Nearly 108 years ago, African-American rancher Isom Dart was gunned down while walking from his cabin to his corral in Browns Park, a valley that straddles the borders of Utah, Colorado, and Wyoming.  No one was ever charged with Dart’s murder, but it’s widely thought that his killer was legendary hired gun and range detective Tom Horn.

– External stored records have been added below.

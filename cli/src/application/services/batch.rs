//! Application service: run an ordered batch of commands on one machine.
//!
//! Imports only from `crate::domain` and `crate::application::ports`.
//! All I/O is routed through injected port traits.

use std::time::Duration;

use puda_common::CommandRequest;
use serde_json::Value;

use crate::application::ports::{MessageBus, ProgressReporter};
use crate::application::services::command_channel::CommandChannel;
use crate::domain::{
    Attribution, BatchResult, BatchRun, RunId, SchemaRegistry, ValidationError, prepare_batch,
};

/// Options for one batch run.
pub struct BatchOptions<'a, R: ProgressReporter> {
    pub reporter: &'a R,
    pub attribution: &'a Attribution,
    pub timeout_per_command: Duration,
    /// Command catalog to validate against; structural checks only when `None`.
    pub schema: Option<&'a SchemaRegistry>,
}

/// Sends batches strictly in order through a [`CommandChannel`].
pub struct BatchOrchestrator<'a, B: MessageBus> {
    channel: CommandChannel<'a, B>,
}

impl<'a, B: MessageBus> BatchOrchestrator<'a, B> {
    #[must_use]
    pub fn new(bus: &'a B, subject_prefix: &'a str) -> Self {
        Self {
            channel: CommandChannel::new(bus, subject_prefix),
        }
    }

    /// Validate `specs` and run them as one batch.
    ///
    /// Nothing is sent unless every spec and the attribution are valid.
    ///
    /// # Errors
    ///
    /// Returns a `ValidationError` when the batch is rejected before sending.
    /// Failures after sending starts are reported inside the `BatchResult`.
    pub async fn run(
        &self,
        specs: Vec<Value>,
        opts: BatchOptions<'_, impl ProgressReporter>,
    ) -> Result<BatchResult, ValidationError> {
        let requests = prepare_batch(specs, opts.schema)?;
        self.run_requests(&requests, opts).await
    }

    /// Run already-constructed requests as one batch.
    ///
    /// # Errors
    ///
    /// Returns a `ValidationError` for an empty batch, blank attribution or a
    /// zero timeout.
    pub async fn run_requests(
        &self,
        requests: &[CommandRequest],
        opts: BatchOptions<'_, impl ProgressReporter>,
    ) -> Result<BatchResult, ValidationError> {
        let BatchOptions {
            reporter,
            attribution,
            timeout_per_command,
            ..
        } = opts;

        if requests.is_empty() {
            return Err(ValidationError::EmptyBatch);
        }
        if timeout_per_command.is_zero() {
            return Err(ValidationError::ZeroTimeout);
        }
        attribution.validate()?;

        let run_id = RunId::generate();
        let total = requests.len();
        tracing::info!(
            run_id = %run_id,
            machine_id = %attribution.machine_id,
            user = %attribution.username,
            commands = total,
            "starting batch",
        );

        let mut run = BatchRun::new(run_id.clone(), total);
        while let Some(index) = run.next_to_send() {
            let request = &requests[index];
            reporter.step(&format!("[{}/{total}] {}", index + 1, request.name()));
            tracing::info!(run_id = %run_id, index = index + 1, command = request.name(), "sending command");

            let outcome = self
                .channel
                .send(request, attribution, Some(&run_id), timeout_per_command)
                .await;

            match &outcome {
                Ok(response) if response.status.is_success() => {
                    tracing::debug!(run_id = %run_id, index = index + 1, "command succeeded");
                }
                Ok(response) => {
                    tracing::warn!(
                        run_id = %run_id,
                        index = index + 1,
                        status = %response.status,
                        message = response.message.as_deref().unwrap_or(""),
                        "command failed",
                    );
                }
                Err(e) => {
                    tracing::warn!(run_id = %run_id, index = index + 1, error = %e, "command not completed");
                }
            }
            run.record(outcome);
        }

        let result = run.finish();
        match (&result.failed_at, &result.failure) {
            (Some(at), Some(failure)) => {
                reporter.warn(&format!("command {at}/{total} failed: {failure}"));
                tracing::warn!(run_id = %result.run_id, failed_at = at, "batch stopped");
            }
            _ => {
                reporter.success(&format!("{total} commands completed"));
                tracing::info!(run_id = %result.run_id, "batch completed");
            }
        }
        Ok(result)
    }
}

According to historical sources, Darts’ real name was Ned Huddleston, a former slave from Arkansas, who after gaining his freedom turned to cattle rustling, first in Mexico and Texas, and then in Colorado.  The life of a cow thief, however, seemed eventually to run its course with Huddleston.  He changed his name to Isom Dart, moved to Browns Park, and formed an alliance with a group of small-scale cattle ranchers, including Matt Rash and Ann Bassett, to resist incursions by powerful cattle barons connected with the Snake River Stock Growers Association.  The Association charged Dart and his friends with stealing their cattle and altering their brands.  When Dart and other Browns Park ranchers began receiving threatening notes, likely from the stock growers association, advising them to leave the region or face grim consequences, Dart defiantly stayed put.

Within weeks of the warnings, two men found the decomposing body of Dart’s friend Matt Rash in his cabin.  He had been shot at least twice in the torso.  Locals suspected that Rash’s murderer was a drifter named James Hicks, who mysteriously left the area right around the time Isom and others began receiving the ominous notes telling them to make themselves scarce.   When Hicks popped up again after Rash’s death, whispering that Dart was the dead man’s killer, the Browns Park community refused to believe it.  Their support, however, couldn’t save Isom Dart.  That fall, he was ambushed, and fell dead from gunshot wounds only a few steps from his cabin. 

Rumors later surfaced that Hicks, the presumed assassin, was none other than Tom Horn, who had been hired by the Snake River cattle barons to snuff out opposition from Browns Park’s lesser ranchers.  Ironically, Horn was later hanged in Wyoming for the alleged murder of teenage sheepherder Willie Nickell.

The Rest of the Story:

According to researcher John Griffin, Dart’s grave is located in Moffat County, Colorado.  You can see a photo of it here.

According to Philip Fradkin, after the deaths of Dart and Rash, Ann Bassett was also targeted for extermination.  Fradkin writes in Sagebrush Country that two shots “fired through a hole in the front door narrowly missed” Bassett “while she sat surrounded by friends and family one rainy night in her home” (145).

There have been rumors that a group in Hollywood is planning a made-for-TV film about Isom Dart that will air on AMC.

Sources:

See Michael W. Johnson, with Robert E. Parson and Daniel A. Stebbins, A History of Daggett County (Salt Lake City: Utah State Historical Society and Daggett County Commission, 1998), 110-116; Ronald Gottesman, ed., Violence in America: An Encyclopedia, vol. 2 (New York: Charles Scribner’s Sons, 1999), 143-144; and Philip Fradkin, Sagebrush Country: Land and the American West (Boulder, Colorado: Johnson Books, 20904), 144-145. You may also want to consult the entry on Dart on the “African Americans in the Old West” website, hosted by Long Island University: www.liu.edu/cwis/cwp/library/african/west/west.htm#huddleston.